> **Source records**:
== Segment start ==

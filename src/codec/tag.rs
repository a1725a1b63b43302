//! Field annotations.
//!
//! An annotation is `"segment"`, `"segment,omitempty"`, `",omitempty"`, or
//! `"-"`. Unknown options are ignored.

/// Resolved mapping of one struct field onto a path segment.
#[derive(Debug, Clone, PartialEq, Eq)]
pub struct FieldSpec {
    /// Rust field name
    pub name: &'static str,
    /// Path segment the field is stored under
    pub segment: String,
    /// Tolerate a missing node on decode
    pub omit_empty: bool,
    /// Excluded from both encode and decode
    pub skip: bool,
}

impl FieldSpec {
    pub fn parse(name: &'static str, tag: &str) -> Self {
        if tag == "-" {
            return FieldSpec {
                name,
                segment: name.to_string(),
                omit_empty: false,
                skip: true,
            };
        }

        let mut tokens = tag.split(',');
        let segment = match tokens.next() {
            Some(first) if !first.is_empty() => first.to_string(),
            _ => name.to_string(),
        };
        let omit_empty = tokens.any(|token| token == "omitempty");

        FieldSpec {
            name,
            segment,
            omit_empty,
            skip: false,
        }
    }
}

== Segment end ==
== Segment start ==

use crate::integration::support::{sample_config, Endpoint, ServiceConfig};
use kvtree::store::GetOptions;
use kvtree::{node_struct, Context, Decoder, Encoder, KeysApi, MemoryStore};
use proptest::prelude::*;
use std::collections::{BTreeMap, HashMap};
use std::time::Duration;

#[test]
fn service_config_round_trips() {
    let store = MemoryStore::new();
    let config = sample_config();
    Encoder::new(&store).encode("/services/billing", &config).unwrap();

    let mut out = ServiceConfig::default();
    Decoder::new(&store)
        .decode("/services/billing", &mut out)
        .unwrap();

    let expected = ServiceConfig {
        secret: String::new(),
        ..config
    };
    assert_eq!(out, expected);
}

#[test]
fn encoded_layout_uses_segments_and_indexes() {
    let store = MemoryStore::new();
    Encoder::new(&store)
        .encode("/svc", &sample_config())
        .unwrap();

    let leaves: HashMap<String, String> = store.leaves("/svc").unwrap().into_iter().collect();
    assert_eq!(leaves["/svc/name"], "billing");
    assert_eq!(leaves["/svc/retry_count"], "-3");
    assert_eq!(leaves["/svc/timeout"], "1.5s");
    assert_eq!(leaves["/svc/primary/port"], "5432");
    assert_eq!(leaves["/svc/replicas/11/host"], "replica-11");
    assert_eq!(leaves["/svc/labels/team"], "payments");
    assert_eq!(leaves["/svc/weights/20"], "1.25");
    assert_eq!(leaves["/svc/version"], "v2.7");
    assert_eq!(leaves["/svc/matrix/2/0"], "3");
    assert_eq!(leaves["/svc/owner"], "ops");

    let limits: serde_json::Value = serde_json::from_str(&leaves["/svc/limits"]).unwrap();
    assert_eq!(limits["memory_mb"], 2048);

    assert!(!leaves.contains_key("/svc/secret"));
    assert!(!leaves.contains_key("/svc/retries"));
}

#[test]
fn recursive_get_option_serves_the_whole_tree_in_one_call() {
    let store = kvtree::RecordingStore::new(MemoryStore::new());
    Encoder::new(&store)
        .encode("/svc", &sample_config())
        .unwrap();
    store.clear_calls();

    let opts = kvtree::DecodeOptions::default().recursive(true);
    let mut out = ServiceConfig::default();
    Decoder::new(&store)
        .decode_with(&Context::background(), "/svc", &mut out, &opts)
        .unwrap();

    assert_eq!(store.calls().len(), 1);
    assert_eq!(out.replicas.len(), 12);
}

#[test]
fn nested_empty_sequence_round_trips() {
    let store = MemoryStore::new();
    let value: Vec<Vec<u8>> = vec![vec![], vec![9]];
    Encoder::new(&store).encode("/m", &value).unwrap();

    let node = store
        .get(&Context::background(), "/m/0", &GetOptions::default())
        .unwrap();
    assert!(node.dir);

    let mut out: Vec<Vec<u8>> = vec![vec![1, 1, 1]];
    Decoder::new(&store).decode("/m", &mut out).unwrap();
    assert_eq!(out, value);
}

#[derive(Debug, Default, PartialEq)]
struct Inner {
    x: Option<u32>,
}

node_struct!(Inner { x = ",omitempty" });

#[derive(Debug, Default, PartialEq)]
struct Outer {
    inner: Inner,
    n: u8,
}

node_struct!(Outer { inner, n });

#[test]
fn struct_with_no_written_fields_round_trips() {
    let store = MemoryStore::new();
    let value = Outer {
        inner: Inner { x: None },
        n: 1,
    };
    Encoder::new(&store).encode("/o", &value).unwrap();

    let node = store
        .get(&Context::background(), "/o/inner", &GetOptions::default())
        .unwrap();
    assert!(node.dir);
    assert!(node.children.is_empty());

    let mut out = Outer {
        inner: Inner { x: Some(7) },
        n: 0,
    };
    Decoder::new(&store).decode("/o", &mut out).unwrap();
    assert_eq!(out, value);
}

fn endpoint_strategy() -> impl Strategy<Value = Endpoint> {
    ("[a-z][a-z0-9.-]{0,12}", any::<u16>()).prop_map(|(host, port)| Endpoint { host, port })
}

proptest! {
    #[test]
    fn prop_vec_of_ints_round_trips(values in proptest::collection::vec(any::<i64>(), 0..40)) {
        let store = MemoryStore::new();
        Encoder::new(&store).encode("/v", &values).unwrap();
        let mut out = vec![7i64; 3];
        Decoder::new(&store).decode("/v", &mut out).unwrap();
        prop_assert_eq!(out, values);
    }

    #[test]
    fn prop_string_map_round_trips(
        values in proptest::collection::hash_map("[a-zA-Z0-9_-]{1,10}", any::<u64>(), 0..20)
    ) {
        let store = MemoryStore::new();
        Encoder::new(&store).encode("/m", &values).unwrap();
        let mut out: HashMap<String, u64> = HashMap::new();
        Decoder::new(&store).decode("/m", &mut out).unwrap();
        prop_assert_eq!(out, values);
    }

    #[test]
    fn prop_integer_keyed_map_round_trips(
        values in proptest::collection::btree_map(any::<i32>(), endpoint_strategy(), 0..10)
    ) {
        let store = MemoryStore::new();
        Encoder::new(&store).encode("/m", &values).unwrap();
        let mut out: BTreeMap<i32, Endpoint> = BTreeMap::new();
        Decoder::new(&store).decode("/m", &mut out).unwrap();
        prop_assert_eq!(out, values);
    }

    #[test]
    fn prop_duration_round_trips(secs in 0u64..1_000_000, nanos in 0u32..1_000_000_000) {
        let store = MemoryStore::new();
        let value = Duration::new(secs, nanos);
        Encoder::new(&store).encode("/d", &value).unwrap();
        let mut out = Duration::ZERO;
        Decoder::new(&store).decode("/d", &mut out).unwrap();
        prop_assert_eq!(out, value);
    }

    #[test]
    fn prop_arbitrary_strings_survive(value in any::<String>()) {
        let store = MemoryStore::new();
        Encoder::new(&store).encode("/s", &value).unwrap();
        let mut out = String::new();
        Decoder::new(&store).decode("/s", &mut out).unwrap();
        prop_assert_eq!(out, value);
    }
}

== Segment end ==

> **Try it**: What is the number of lines in the listing that hold the word "limits"? Say only that number.

> **Expected answer**: 2